Enquanto isso, Laracna entrou no caminho de Beren e o ameaçou, mas ele, mirando a aranha nos muitos olhos, perguntou:

---Qual é o seu nome, filha maldita de Ungoliant?

---Laracna. - respondeu ela

---Laracna... este será o nome da última aranha viva que verei! - disse Beren

---Não, este é o nome da última criatura que verás nesta vida, humano tolo! - retrucou ela, e preparou-se para atacá-lo, mas Helkamaik disse antes disso:

---Deixe-o Laracna! Deixe-o ir! Não será por nossas garras que ele deixará esse Mundo... não será por garra alguma, será por dentes... dentes afiados, cruéis e mortais...

E assim Beren deixou as sombras das Gorgoroth, mas não foi neste ponto que sua viagem terminou. Pois ainda haviam algumas milhas a percorrer pelos ermos de Nan Dungortheb, onde os feitiços de Sauron e o poder de Melian se enfrentavam, e o horror e a loucura andavam à solta; e monstros por ali vagavam, caçando, silenciosos, com seus muitos olhos. Mas a isto não se compete falar aqui, e talvez, em outro momento, esta história há de ser contada em outro lugar.

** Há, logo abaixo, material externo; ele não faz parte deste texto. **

//! Unicode font discovery and advance-width measurement.

use std::collections::HashMap;
use std::path::{Path, PathBuf};

use ttf_parser::{Face, GlyphId};

use convert_core::error::{ConvertError, Result};
use convert_core::options::ConversionOptions;

/// Millimetres per PostScript point.
pub const MM_PER_PT: f32 = 25.4 / 72.0;

/// The face a run of text is drawn with.
#[derive(Debug, Clone, Copy, PartialEq, Eq, Hash)]
pub enum FontStyle {
    Regular,
    Bold,
    Italic,
    Mono,
}

/// Anything that can tell how wide a string is once drawn.
pub trait TextMeasure {
    fn width_mm(&self, text: &str, style: FontStyle, size_pt: f32) -> f32;
}

/// One family of font files to look for. Only `regular` is required.
struct Candidate {
    regular: &'static str,
    bold: &'static str,
    italic: &'static str,
    mono: &'static str,
}

#[cfg(target_os = "windows")]
const CANDIDATES: &[Candidate] = &[
    Candidate {
        regular: r"C:\Windows\Fonts\arial.ttf",
        bold: r"C:\Windows\Fonts\arialbd.ttf",
        italic: r"C:\Windows\Fonts\ariali.ttf",
        mono: r"C:\Windows\Fonts\consola.ttf",
    },
    Candidate {
        regular: r"C:\Windows\Fonts\calibri.ttf",
        bold: r"C:\Windows\Fonts\calibrib.ttf",
        italic: r"C:\Windows\Fonts\calibrii.ttf",
        mono: r"C:\Windows\Fonts\lucon.ttf",
    },
];

#[cfg(target_os = "macos")]
const CANDIDATES: &[Candidate] = &[
    Candidate {
        regular: "/Library/Fonts/Arial Unicode.ttf",
        bold: "/System/Library/Fonts/Supplemental/Arial Bold.ttf",
        italic: "/System/Library/Fonts/Supplemental/Arial Italic.ttf",
        mono: "/System/Library/Fonts/Supplemental/Courier New.ttf",
    },
    Candidate {
        regular: "/System/Library/Fonts/Supplemental/Arial.ttf",
        bold: "/System/Library/Fonts/Supplemental/Arial Bold.ttf",
        italic: "/System/Library/Fonts/Supplemental/Arial Italic.ttf",
        mono: "/System/Library/Fonts/Supplemental/Courier New.ttf",
    },
    Candidate {
        regular: "/Library/Fonts/Arial.ttf",
        bold: "/Library/Fonts/Arial Bold.ttf",
        italic: "/Library/Fonts/Arial Italic.ttf",
        mono: "/Library/Fonts/Courier New.ttf",
    },
];

#[cfg(not(any(target_os = "windows", target_os = "macos")))]
const CANDIDATES: &[Candidate] = &[
    Candidate {
        regular: "/usr/share/fonts/truetype/dejavu/DejaVuSans.ttf",
        bold: "/usr/share/fonts/truetype/dejavu/DejaVuSans-Bold.ttf",
        italic: "/usr/share/fonts/truetype/dejavu/DejaVuSans-Oblique.ttf",
        mono: "/usr/share/fonts/truetype/dejavu/DejaVuSansMono.ttf",
    },
    Candidate {
        regular: "/usr/share/fonts/dejavu/DejaVuSans.ttf",
        bold: "/usr/share/fonts/dejavu/DejaVuSans-Bold.ttf",
        italic: "/usr/share/fonts/dejavu/DejaVuSans-Oblique.ttf",
        mono: "/usr/share/fonts/dejavu/DejaVuSansMono.ttf",
    },
    Candidate {
        regular: "/usr/share/fonts/truetype/noto/NotoSans-Regular.ttf",
        bold: "/usr/share/fonts/truetype/noto/NotoSans-Bold.ttf",
        italic: "/usr/share/fonts/truetype/noto/NotoSans-Italic.ttf",
        mono: "/usr/share/fonts/truetype/noto/NotoSansMono-Regular.ttf",
    },
    Candidate {
        regular: "/usr/share/fonts/truetype/liberation/LiberationSans-Regular.ttf",
        bold: "/usr/share/fonts/truetype/liberation/LiberationSans-Bold.ttf",
        italic: "/usr/share/fonts/truetype/liberation/LiberationSans-Italic.ttf",
        mono: "/usr/share/fonts/truetype/liberation/LiberationMono-Regular.ttf",
    },
    Candidate {
        regular: "/usr/share/fonts/truetype/freefont/FreeSans.ttf",
        bold: "/usr/share/fonts/truetype/freefont/FreeSansBold.ttf",
        italic: "/usr/share/fonts/truetype/freefont/FreeSansOblique.ttf",
        mono: "/usr/share/fonts/truetype/freefont/FreeMono.ttf",
    },
];

/// A loaded TrueType/OpenType font file.
pub struct FontFace {
    pub path: PathBuf,
    pub data: Vec<u8>,
    units_per_em: f32,
    /// Horizontal advance of every character the Unicode cmap maps.
    advances: HashMap<char, u16>,
    notdef_advance: u16,
}

impl FontFace {
    /// Read and validate a font file. The face must map Unicode code points.
    pub fn load(path: &Path) -> Result<Self> {
        let data = std::fs::read(path)
            .map_err(|e| ConvertError::FontLoad(format!("{}: {}", path.display(), e)))?;
        Self::from_bytes(path, data)
    }

    pub fn from_bytes(path: &Path, data: Vec<u8>) -> Result<Self> {
        let face = Face::parse(&data, 0)
            .map_err(|e| ConvertError::FontLoad(format!("{}: {}", path.display(), e)))?;
        if face.glyph_index('a').is_none() {
            return Err(ConvertError::FontLoad(format!(
                "{}: no Unicode character map",
                path.display()
            )));
        }
        if face.glyph_index('\u{05D0}').is_none() {
            log::debug!("{} has no Hebrew glyphs", path.display());
        }
        let units_per_em = face.units_per_em() as f32;
        let notdef_advance = face.glyph_hor_advance(GlyphId(0)).unwrap_or(0);
        let advances = unicode_advances(&face);

        Ok(Self {
            path: path.to_path_buf(),
            data,
            units_per_em,
            advances,
            notdef_advance,
        })
    }

    /// Advance width of `text` at `size_pt`, in mm. Characters without a
    /// glyph count with the `.notdef` advance.
    pub fn width_mm(&self, text: &str, size_pt: f32) -> f32 {
        let units: u32 = text.chars().map(|c| self.advance(c) as u32).sum();
        units as f32 / self.units_per_em * size_pt * MM_PER_PT
    }

    /// Advance of `c` in font units.
    pub fn advance(&self, c: char) -> u16 {
        self.advances
            .get(&c)
            .copied()
            .unwrap_or(self.notdef_advance)
    }
}

/// Walk the Unicode cmap subtables once. Earlier subtables win, matching
/// `Face::glyph_index`.
fn unicode_advances(face: &Face<'_>) -> HashMap<char, u16> {
    let mut advances = HashMap::new();
    let Some(cmap) = face.tables().cmap else {
        return advances;
    };
    for subtable in cmap.subtables {
        if !subtable.is_unicode() {
            continue;
        }
        subtable.codepoints(|code_point| {
            let Some(c) = char::from_u32(code_point) else {
                return;
            };
            if advances.contains_key(&c) {
                return;
            }
            if let Some(advance) = subtable
                .glyph_index(code_point)
                .and_then(|g| face.glyph_hor_advance(g))
            {
                advances.insert(c, advance);
            }
        });
    }
    advances
}

/// The faces used to render one document. Missing bold, italic or mono
/// faces fall back to the regular face.
pub struct FontSet {
    faces: Vec<FontFace>,
    /// Index into `faces` for Regular, Bold, Italic, Mono.
    slots: [usize; 4],
}

impl FontSet {
    /// Configured fonts first, then the platform's well-known font files.
    pub fn discover(options: &ConversionOptions) -> Result<Self> {
        if let Some(regular) = &options.font_path {
            return Self::from_paths(
                regular,
                options.bold_font_path.as_deref(),
                options.italic_font_path.as_deref(),
                options.mono_font_path.as_deref(),
            );
        }

        for candidate in CANDIDATES {
            let regular = Path::new(candidate.regular);
            if !regular.is_file() {
                continue;
            }
            let optional = |p: &'static str| Some(Path::new(p)).filter(|p| p.is_file());
            match Self::from_paths(
                regular,
                optional(candidate.bold),
                optional(candidate.italic),
                optional(candidate.mono),
            ) {
                Ok(set) => return Ok(set),
                Err(e) => log::warn!("Skipping font {}: {}", candidate.regular, e),
            }
        }

        Err(ConvertError::FontLoad(
            "No Unicode font found; set font_path in the config file".to_string(),
        ))
    }

    /// Load a set from explicit files. A bad regular face is an error; a bad
    /// optional face is logged and replaced by the regular one.
    pub fn from_paths(
        regular: &Path,
        bold: Option<&Path>,
        italic: Option<&Path>,
        mono: Option<&Path>,
    ) -> Result<Self> {
        let mut faces = vec![FontFace::load(regular)?];
        let mut slots = [0usize; 4];

        for (slot, path) in [(1, bold), (2, italic), (3, mono)] {
            let Some(path) = path else { continue };
            match FontFace::load(path) {
                Ok(face) => {
                    faces.push(face);
                    slots[slot] = faces.len() - 1;
                }
                Err(e) => log::warn!("{}, using regular face", e),
            }
        }

        log::debug!("Using font {}", regular.display());
        Ok(Self { faces, slots })
    }

    pub fn face(&self, style: FontStyle) -> &FontFace {
        &self.faces[self.slots[slot_of(style)]]
    }

    /// Index of the face used for `style` among [`faces`](Self::faces).
    pub fn face_index(&self, style: FontStyle) -> usize {
        self.slots[slot_of(style)]
    }

    pub fn faces(&self) -> &[FontFace] {
        &self.faces
    }
}

fn slot_of(style: FontStyle) -> usize {
    match style {
        FontStyle::Regular => 0,
        FontStyle::Bold => 1,
        FontStyle::Italic => 2,
        FontStyle::Mono => 3,
    }
}

impl TextMeasure for FontSet {
    fn width_mm(&self, text: &str, style: FontStyle, size_pt: f32) -> f32 {
        self.face(style).width_mm(text, size_pt)
    }
}

#[cfg(test)]
mod tests {
    use super::*;

    #[test]
    fn test_missing_configured_font() {
        let mut options = ConversionOptions::default();
        options.font_path = Some(PathBuf::from("/nonexistent/font.ttf"));
        let err = FontSet::discover(&options).err().unwrap();
        assert!(matches!(err, ConvertError::FontLoad(_)));
    }

    #[test]
    fn test_garbage_font_file() {
        let dir = tempfile::tempdir().unwrap();
        let path = dir.path().join("broken.ttf");
        std::fs::write(&path, b"definitely not a font").unwrap();
        assert!(matches!(
            FontFace::load(&path),
            Err(ConvertError::FontLoad(_))
        ));
    }

    #[test]
    fn test_discovered_font_measures_text() {
        let Ok(fonts) = FontSet::discover(&ConversionOptions::default()) else {
            return; // no system font available
        };
        let short = fonts.width_mm("ab", FontStyle::Regular, 10.0);
        let long = fonts.width_mm("abab", FontStyle::Regular, 10.0);
        assert!(short > 0.0);
        assert!((long - 2.0 * short).abs() < 0.01);
        let bigger = fonts.width_mm("ab", FontStyle::Regular, 20.0);
        assert!((bigger - 2.0 * short).abs() < 0.01);
    }

    #[test]
    fn test_cached_advances_match_face() {
        let Ok(fonts) = FontSet::discover(&ConversionOptions::default()) else {
            return;
        };
        let font = fonts.face(FontStyle::Regular);
        let face = Face::parse(&font.data, 0).unwrap();
        let notdef = face.glyph_hor_advance(GlyphId(0)).unwrap_or(0);
        for c in "Wi 2024 שלום (x) \u{E000}\u{10FFFD}".chars() {
            let direct = face
                .glyph_index(c)
                .and_then(|g| face.glyph_hor_advance(g))
                .unwrap_or(notdef);
            assert_eq!(font.advance(c), direct, "advance of {:?}", c);
        }
    }

    #[test]
    fn test_missing_faces_fall_back_to_regular() {
        let Ok(fonts) = FontSet::discover(&ConversionOptions::default()) else {
            return;
        };
        let regular = fonts.face(FontStyle::Regular).path.clone();
        let only_regular = FontSet::from_paths(&regular, None, None, None).unwrap();
        assert_eq!(only_regular.faces().len(), 1);
        assert_eq!(only_regular.face_index(FontStyle::Mono), 0);
        assert_eq!(only_regular.face(FontStyle::Bold).path, regular);
    }
}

E eis que no momento em que Beren os deixou, Helkamaik disse a Laracna:

---Irmã, vamos à procura de Artragor e Ungol, eles saberão o que fazer corretamente. Eu posso apenas deixá-lo sem sentir dor por um tempo... ajude-me, utilize o gás que vocês, fêmeas, soltam para acalmar os machos antes do acasalamento...

---Você também será afetado... - ponderou Laracna

---Não... não assim... estou no meu habitat, e na minha estação... poucas coisas me afetam nestas condições. - retrucou Helkamaik

Então a fêmea usou do mesmo gás calmante que a mãe utilizara poucos dias atrás, mas com outro propósito. Surtiu efeito em Spidelhîn, mas não no irmão, como o próprio dissera. Este, depois que Laracna acabou sua parte, começou a "soprar" no ferimento, e criou uma fina camada de gelo no local, dizendo ao irmão ferido:

---Isto vai amenizar a sua dor por um tempo. Apenas tente se manter acordado... estamos indo procurar Artragon e Ungol, voltamos daqui a pouco.

E saíram em busca aos mais velhos, e deixaram Spidelhîn ali sozinho. Ao menos imaginavam assim.

Pedipalpos: órgãos sensoriais presentes nos aracnídeos em geral; nas aranhas, podem ajudar a "segurar" a comida, pois encontram-se ao lado das quelíceras; nos machos, também funcionam como copuladores.

Quelíceras: apêndices articulados, localizados na região bucal, e inoculadores de veneno; agarram as presas e as manipulam durante a alimentação. (N. do A.)

Nesta época, as Aranhas da prole de Ungoliant ainda não haviam desenvolvido a espessa camada interna em seus abdomes, pois ainda não haviam vivido tempo o suficiente para tanto; apenas por isto Beren consegue rasgar a parte inferior de Spidelhîn. A passagem em "As Duas Torres", que descreve como Sam conseguiu ferir Laracna, se passou duas Eras mais tarde. (N. do A.)